Real-time characterization of uptake kinetics of glioblastoma vs. astrocytes in 2D cell culture using microelectrode array.

Extracellular measurement of uptake/release kinetics and associated concentration dependencies provides mechanistic insight into the underlying biochemical processes. Due to the recognized importance of preserving the natural diffusion processes within the local microenvironment, measurement approaches which provide uptake rate and local surface concentration of adherent cells in static media are needed. This paper reports a microelectrode array device and a methodology to measure uptake kinetics as a function of cell surface concentration in adherent 2D cell cultures in static fluids. The microelectrode array simultaneously measures local concentrations at five positions near the cell surface in order to map the time-dependent concentration profile which in turn enables determination of surface concentrations and uptake rates, via extrapolation to the cell plane. Hydrogen peroxide uptake by human astrocytes (normal) and glioblastoma multiforme (GBM43, cancer) was quantified for initial concentrations of 20 to 500 μM over time intervals of 4000 s.
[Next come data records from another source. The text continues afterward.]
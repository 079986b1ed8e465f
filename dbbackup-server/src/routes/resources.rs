use crate::db::with_conn;
use crate::error::AppError;
use crate::models::job;
use crate::models::resource::{self, CreateResourceRequest, Provenance, Resource, UpdateResourceRequest};
use crate::services::backup_scheduler::validate_cron;
use crate::services::config_sync::{self, DeclaredEntry};
use crate::state::AppState;
use axum::extract::{Path, Query, State};
use axum::http::StatusCode;
use axum::routing::{get, post};
use axum::{Json, Router};
use serde::Deserialize;
use std::sync::Arc;

pub fn router() -> Router<Arc<AppState>> {
    Router::new()
        .route("/", get(list_resources).post(create_resource))
        .route(
            "/{id}",
            get(get_resource).patch(update_resource).delete(delete_resource),
        )
        .route("/{id}/reset", post(reset_resource))
}

fn check_schedule(schedule: Option<&str>) -> Result<(), AppError> {
    match schedule.map(str::trim).filter(|s| !s.is_empty()) {
        Some(expr) => validate_cron(expr)
            .map(|_| ())
            .map_err(|reason| AppError::BadRequest(format!("Invalid schedule '{expr}': {reason}"))),
        None => Ok(()),
    }
}

fn require(field: &str, value: &str) -> Result<(), AppError> {
    if value.trim().is_empty() {
        return Err(AppError::BadRequest(format!("{field} is required")));
    }
    Ok(())
}

async fn visible(state: &AppState, id: &str) -> Result<Resource, AppError> {
    let rid = id.to_string();
    with_conn(&state.db, move |conn| resource::find_by_id(conn, &rid))
        .await?
        .filter(|r| !r.is_deleted())
        .ok_or_else(|| AppError::NotFound("Resource not found".into()))
}

async fn reschedule(state: &AppState) {
    if let Err(e) = state.scheduler.refresh().await {
        tracing::error!(error = %e, "Failed to reconcile timers");
    }
}

async fn list_resources(State(state): State<Arc<AppState>>) -> Result<Json<Vec<Resource>>, AppError> {
    let resources = with_conn(&state.db, |conn| resource::find_all(conn)).await?;
    Ok(Json(resources))
}

async fn get_resource(
    State(state): State<Arc<AppState>>,
    Path(id): Path<String>,
) -> Result<Json<Resource>, AppError> {
    Ok(Json(visible(&state, &id).await?))
}

async fn create_resource(
    State(state): State<Arc<AppState>>,
    Json(body): Json<CreateResourceRequest>,
) -> Result<(StatusCode, Json<Resource>), AppError> {
    require("name", &body.name)?;
    require("host", &body.host)?;
    require("database_name", &body.database_name)?;
    check_schedule(body.schedule.as_deref())?;

    let created = with_conn(&state.db, move |conn| resource::create(conn, &body, None)).await?;
    tracing::info!(resource_id = %created.id, name = %created.name, "Resource created");
    reschedule(&state).await;
    Ok((StatusCode::CREATED, Json(created)))
}

async fn update_resource(
    State(state): State<Arc<AppState>>,
    Path(id): Path<String>,
    Json(body): Json<UpdateResourceRequest>,
) -> Result<Json<Resource>, AppError> {
    if let Some(Some(schedule)) = &body.schedule {
        check_schedule(Some(schedule))?;
    }
    for (field, value) in [("name", &body.name), ("host", &body.host), ("database_name", &body.database_name)] {
        if let Some(v) = value {
            require(field, v)?;
        }
    }
    visible(&state, &id).await?;

    let rid = id.clone();
    let updated = with_conn(&state.db, move |conn| resource::update(conn, &rid, &body))
        .await?
        .ok_or_else(|| AppError::NotFound("Resource not found".into()))?;
    tracing::info!(resource_id = %id, "Resource updated");
    reschedule(&state).await;
    Ok(Json(updated))
}

#[derive(Deserialize)]
pub struct DeleteQuery {
    #[serde(default)]
    pub purge: bool,
}

/// Declared resources are soft-deleted so the next reload leaves them alone;
/// API-managed ones are removed. `purge` also deletes every artifact first.
async fn delete_resource(
    State(state): State<Arc<AppState>>,
    Path(id): Path<String>,
    Query(query): Query<DeleteQuery>,
) -> Result<StatusCode, AppError> {
    let existing = visible(&state, &id).await?;

    if query.purge {
        let rid = id.clone();
        let jobs = with_conn(&state.db, move |conn| job::find_by_resource(conn, &rid)).await?;
        for j in jobs {
            if let Some(path) = j.storage_path.as_deref().filter(|_| j.owns_artifact()) {
                state.storage.delete(path).await?;
            }
            let jid = j.id.clone();
            with_conn(&state.db, move |conn| job::delete(conn, &jid)).await?;
        }
    }

    let rid = id.clone();
    let declared = matches!(existing.provenance, Provenance::Declared { .. });
    with_conn(&state.db, move |conn| {
        if declared {
            resource::soft_delete(conn, &rid)
        } else {
            resource::delete(conn, &rid)
        }
    })
    .await?;
    if !declared {
        state.locks.forget(&id);
    }

    tracing::info!(resource_id = %id, soft = declared, purge = query.purge, "Resource deleted");
    reschedule(&state).await;
    Ok(StatusCode::NO_CONTENT)
}

/// Restore a declared resource to its definition in the current document.
async fn reset_resource(
    State(state): State<Arc<AppState>>,
    Path(id): Path<String>,
) -> Result<Json<Resource>, AppError> {
    let rid = id.clone();
    let existing = with_conn(&state.db, move |conn| resource::find_by_id(conn, &rid))
        .await?
        .ok_or_else(|| AppError::NotFound("Resource not found".into()))?;
    let Some(config_id) = existing.config_id().map(str::to_string) else {
        return Err(AppError::BadRequest(
            "Only resources declared in the config document can be reset".into(),
        ));
    };

    let definition = match config_sync::declared_entry(&state, &config_id).await? {
        Some(DeclaredEntry::Definition(spec)) => spec,
        Some(DeclaredEntry::MissingCredentials) => {
            return Err(AppError::BadRequest(format!(
                "Credentials for '{config_id}' cannot be resolved from the config document"
            )))
        }
        None => {
            let rid = id.clone();
            with_conn(&state.db, move |conn| resource::delete(conn, &rid)).await?;
            state.locks.forget(&id);
            reschedule(&state).await;
            tracing::info!(resource_id = %id, config_id = %config_id, "Resource no longer declared, removed");
            return Err(AppError::NotFound(format!(
                "'{config_id}' is no longer declared in the config document"
            )));
        }
    };

    let rid = id.clone();
    let reset = with_conn(&state.db, move |conn| resource::replace_definition(conn, &rid, &definition))
        .await?
        .ok_or_else(|| AppError::NotFound("Resource not found".into()))?;
    tracing::info!(resource_id = %id, config_id = %config_id, "Resource reset to declared definition");
    reschedule(&state).await;
    Ok(Json(reset))
}

#[cfg(test)]
mod tests {
    use crate::routes::create_router;
    use crate::routes::test_helpers::{empty, json, send};
    use crate::test_support::TestEnv;
    use axum::http::StatusCode;
    use serde_json::json;

    fn body(name: &str) -> serde_json::Value {
        json!({
            "name": name,
            "engine": "postgres",
            "host": "db",
            "username": "backup",
            "password": "secret",
            "database_name": "app",
            "schedule": "0 2 * * *"
        })
    }

    #[tokio::test(flavor = "multi_thread")]
    async fn test_create_list_and_schedule() {
        let env = TestEnv::new(false).await;
        let app = create_router(env.state.clone());

        let (status, created) = send(&app, json("POST", "/api/resources", body("Main"))).await;
        assert_eq!(status, StatusCode::CREATED);
        assert_eq!(created["port"], 5432);
        assert!(created.get("password").is_none());
        let id = created["id"].as_str().unwrap().to_string();
        assert!(env.state.scheduler.has_timer(&id));

        let (status, list) = send(&app, empty("GET", "/api/resources")).await;
        assert_eq!(status, StatusCode::OK);
        assert_eq!(list.as_array().unwrap().len(), 1);

        let (status, _) = send(&app, json("PATCH", &format!("/api/resources/{id}"), json!({"schedule": null}))).await;
        assert_eq!(status, StatusCode::OK);
        assert!(!env.state.scheduler.has_timer(&id));
    }

    #[tokio::test(flavor = "multi_thread")]
    async fn test_invalid_schedule_rejected() {
        let env = TestEnv::new(false).await;
        let app = create_router(env.state.clone());
        let mut bad = body("Main");
        bad["schedule"] = json!("every night");
        let (status, err) = send(&app, json("POST", "/api/resources", bad)).await;
        assert_eq!(status, StatusCode::BAD_REQUEST);
        assert!(err["error"].as_str().unwrap().contains("Invalid schedule"));
    }

    #[tokio::test(flavor = "multi_thread")]
    async fn test_declared_resource_soft_delete_and_reset() {
        let env = TestEnv::new(false).await;
        env.write_config(
            "resources:\n  - {id: orders, engine: postgres, host: db, database_name: orders, username: u, password: p, schedule: '0 1 * * *'}\n",
        );
        crate::services::config_sync::sync_from_file(&env.state).await.unwrap();
        env.state.scheduler.refresh().await.unwrap();
        let app = create_router(env.state.clone());

        let (_, list) = send(&app, empty("GET", "/api/resources")).await;
        let id = list[0]["id"].as_str().unwrap().to_string();

        let (status, _) = send(&app, empty("DELETE", &format!("/api/resources/{id}"))).await;
        assert_eq!(status, StatusCode::NO_CONTENT);
        let (status, _) = send(&app, empty("GET", &format!("/api/resources/{id}"))).await;
        assert_eq!(status, StatusCode::NOT_FOUND);
        assert!(!env.state.scheduler.has_timer(&id));

        let (status, reset) = send(&app, empty("POST", &format!("/api/resources/{id}/reset"))).await;
        assert_eq!(status, StatusCode::OK);
        assert_eq!(reset["provenance"]["deleted"], false);
        assert!(env.state.scheduler.has_timer(&id));

        env.write_config("resources: []\n");
        let (status, _) = send(&app, empty("POST", &format!("/api/resources/{id}/reset"))).await;
        assert_eq!(status, StatusCode::NOT_FOUND);
        let (_, list) = send(&app, empty("GET", "/api/resources")).await;
        assert!(list.as_array().unwrap().is_empty());
    }

    #[tokio::test(flavor = "multi_thread")]
    async fn test_reset_api_managed_is_bad_request() {
        let env = TestEnv::new(false).await;
        let app = create_router(env.state.clone());
        let (_, created) = send(&app, json("POST", "/api/resources", body("Adhoc"))).await;
        let id = created["id"].as_str().unwrap();

        let (status, _) = send(&app, empty("POST", &format!("/api/resources/{id}/reset"))).await;
        assert_eq!(status, StatusCode::BAD_REQUEST);

        let (status, _) = send(&app, empty("DELETE", &format!("/api/resources/{id}"))).await;
        assert_eq!(status, StatusCode::NO_CONTENT);
        let (status, _) = send(&app, empty("GET", &format!("/api/resources/{id}"))).await;
        assert_eq!(status, StatusCode::NOT_FOUND);
    }
}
For both cell types, the overall uptake rate versus surface concentration relationships exhibited non-linear kinetics, well-described by a combination of linear and Michaelis-Menten mechanisms and in agreement with the literature. The GBM43 cells showed a higher uptake rate over the full range of concentrations, primarily due to a larger linear component. Diffusion-reaction models using the non-linear parameters and standard first-order relationships are compared. In comparison to results from typical volumetric measurements, the ability to extract both uptake rate and surface concentration in static media provides kinetic parameters that are better suited for developing reaction-diffusion models to adequately describe behavior in more complex culture/tissue geometries. The results also highlight the need for characterization of the uptake rate over a wider range of cell surface concentrations in order to evaluate the potential therapeutic role of hydrogen peroxide in cancerous cells.